My ordinary life is beautiful and I feel very grateful for it. I know if I told young Julie that she would get her Leaving Cert, then a degree and a masters, live in Galway, come home to Cork, meet the love of her life, marry and have a glorious boy, Ricky, and build and live in a beautiful home in West Cork, she would scarcely have believed it. All those things are true, with so much more.
Probably the biggest surprise for me in all of it is how much I love being Ricky’s Mom. Even at 18, I definitely wanted to fall in love, marry and have kids just like my parents did. They had already met when they were 18 so I was behind schedule.
David and I met when I was 28 and I knew very quickly I wanted him to be the Dad of my children, he had such love and kindness in his eyes. I always knew I’d love to have kids but wondered if I’d manage. Not only do I manage being a Mom, I flourish in it, it seems to have made me whole in a way I never expected to feel and watching David be Dad to Ricky is a great joy too.

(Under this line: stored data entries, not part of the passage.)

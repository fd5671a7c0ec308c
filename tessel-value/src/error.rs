// tessel-value - Error types for the Tessel runtime
// Copyright (c) 2025 Tom Waddington. MIT licensed.

//! Error types shared by every Tessel operation.

use std::fmt;
use std::rc::Rc;

use crate::exception::ExceptionInfo;
use crate::value::Value;

/// Result type for Tessel operations.
pub type Result<T> = std::result::Result<T, Error>;

/// Errors that can occur while operating on values.
#[derive(Debug, Clone, thiserror::Error)]
pub enum Error {
    /// Wrong number of arguments to a function
    #[error("{}", arity_message(.name, .expected, .got))]
    ArityError {
        expected: AritySpec,
        got: usize,
        name: Option<String>,
    },
    /// Wrong kind of value for an operation
    #[error("{}", type_message(.context, .expected, .got))]
    TypeError {
        expected: &'static str,
        got: &'static str,
        context: Option<String>,
    },
    /// Malformed arguments that are of the right kind
    #[error("{op}: {message}")]
    IllegalArgument { op: &'static str, message: String },
    /// Attempted to call something that isn't callable
    #[error("Cannot call value: {0}")]
    NotCallable(String),
    /// Name missing from a registry
    #[error("Unable to resolve function: {0}")]
    UndefinedFunction(String),
    /// Division by zero
    #[error("Division by zero")]
    DivisionByZero,
    /// Checked integer arithmetic overflowed
    #[error("Integer overflow in '{0}'")]
    Overflow(&'static str),
    /// Index out of bounds
    #[error("Index {index} out of bounds for collection of length {length}")]
    IndexOutOfBounds { index: i64, length: usize },
    /// Pattern failed to compile
    #[error("Invalid regex: {0}")]
    InvalidRegex(String),
    /// User-thrown value, usually an `ex-info` exception
    #[error("{}", thrown_message(.0))]
    Thrown(Value),
    /// Internal error - invariant violation
    #[error("Internal error: {0}")]
    Internal(String),
}

/// Specification for expected arity.
#[derive(Debug, Clone, PartialEq, Eq)]
pub enum AritySpec {
    Exact(usize),
    AtLeast(usize),
    Range(usize, usize),
}

impl fmt::Display for AritySpec {
    fn fmt(&self, f: &mut fmt::Formatter<'_>) -> fmt::Result {
        match self {
            AritySpec::Exact(n) => write!(f, "{}", n),
            AritySpec::AtLeast(n) => write!(f, "at least {}", n),
            AritySpec::Range(min, max) => write!(f, "{} to {}", min, max),
        }
    }
}

fn arity_message(name: &Option<String>, expected: &AritySpec, got: &usize) -> String {
    match name {
        Some(name) => format!(
            "Wrong number of arguments to '{}': expected {}, got {}",
            name, expected, got
        ),
        None => format!(
            "Wrong number of arguments: expected {}, got {}",
            expected, got
        ),
    }
}

fn type_message(context: &Option<String>, expected: &str, got: &str) -> String {
    match context {
        Some(ctx) => format!("{}: expected {}, got {}", ctx, expected, got),
        None => format!("Type error: expected {}, got {}", expected, got),
    }
}

fn thrown_message(val: &Value) -> String {
    match val {
        Value::Exception(info) => info.message().to_string(),
        other => other.to_string(),
    }
}

impl From<regex::Error> for Error {
    fn from(err: regex::Error) -> Self {
        Error::InvalidRegex(err.to_string())
    }
}

impl Error {
    /// Create an arity error for exact arity.
    pub fn arity(expected: usize, got: usize) -> Self {
        Error::ArityError {
            expected: AritySpec::Exact(expected),
            got,
            name: None,
        }
    }

    /// Create an arity error for exact arity with function name.
    pub fn arity_named(name: impl Into<String>, expected: usize, got: usize) -> Self {
        Error::ArityError {
            expected: AritySpec::Exact(expected),
            got,
            name: Some(name.into()),
        }
    }

    /// Create an arity error for minimum arity with function name.
    pub fn arity_at_least(name: impl Into<String>, expected: usize, got: usize) -> Self {
        Error::ArityError {
            expected: AritySpec::AtLeast(expected),
            got,
            name: Some(name.into()),
        }
    }

    /// Create an arity error for a bounded range with function name.
    pub fn arity_range(name: impl Into<String>, min: usize, max: usize, got: usize) -> Self {
        Error::ArityError {
            expected: AritySpec::Range(min, max),
            got,
            name: Some(name.into()),
        }
    }

    /// Create a type error.
    pub fn type_error(expected: &'static str, got: &'static str) -> Self {
        Error::TypeError {
            expected,
            got,
            context: None,
        }
    }

    /// Create a type error with context.
    pub fn type_error_in(
        context: impl Into<String>,
        expected: &'static str,
        got: &'static str,
    ) -> Self {
        Error::TypeError {
            expected,
            got,
            context: Some(context.into()),
        }
    }

    /// Create an illegal-argument error for `op`.
    pub fn illegal(op: &'static str, message: impl Into<String>) -> Self {
        Error::IllegalArgument {
            op,
            message: message.into(),
        }
    }

    /// Throw a structured exception carrying `message` and `data`.
    pub fn ex_info(message: impl Into<String>, data: Value) -> Self {
        Error::Thrown(Value::Exception(Rc::new(ExceptionInfo::new(
            message, data, None,
        ))))
    }

    /// The value carried by a thrown error, if any.
    pub fn thrown_value(&self) -> Option<&Value> {
        match self {
            Error::Thrown(val) => Some(val),
            _ => None,
        }
    }
}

On New Year’s Day, David and I will celebrate being 10 years married. He is celebrating from a hospital bed due to an infection and I feel like part of me is missing.
His absence reminds me of the incredible team we make. The things I struggle with, he steps in and the things he needs a hand with, I step in. Even beyond that, being together, figuring it all out, making plans and bringing them to life together is better than that 18-year-old could ever have dreamed.
We have had our knocks. Even visiting my own husband in hospital takes careful planning and support from others, but it’s part of my ordinary, beautiful life and my role within it of being a wife.
I think my wish for 2026 is that I can take stock of the roles I have in my ordinary, beautiful life and continue to fulfil them, as wife, partner, mother, daughter, sister, friend and colleague. Sometimes, being able to nail those roles can be challenging, especially when there are physical access barriers or other barriers in my way, but I am being deliberate about trying to put processes in place to make ordinary life as smooth as possible.
I’ve a new wheelchair and once I get the hang of, it’ll make a big difference, we have new flat surfaces around our own house and my parents’ house which makes coming and going a bit more straightforward and means I can use my wheelchair more readily.
I think my aim is to keep refining how my ordinary, beautiful life works so that I can make my mark on my own little corner of the world.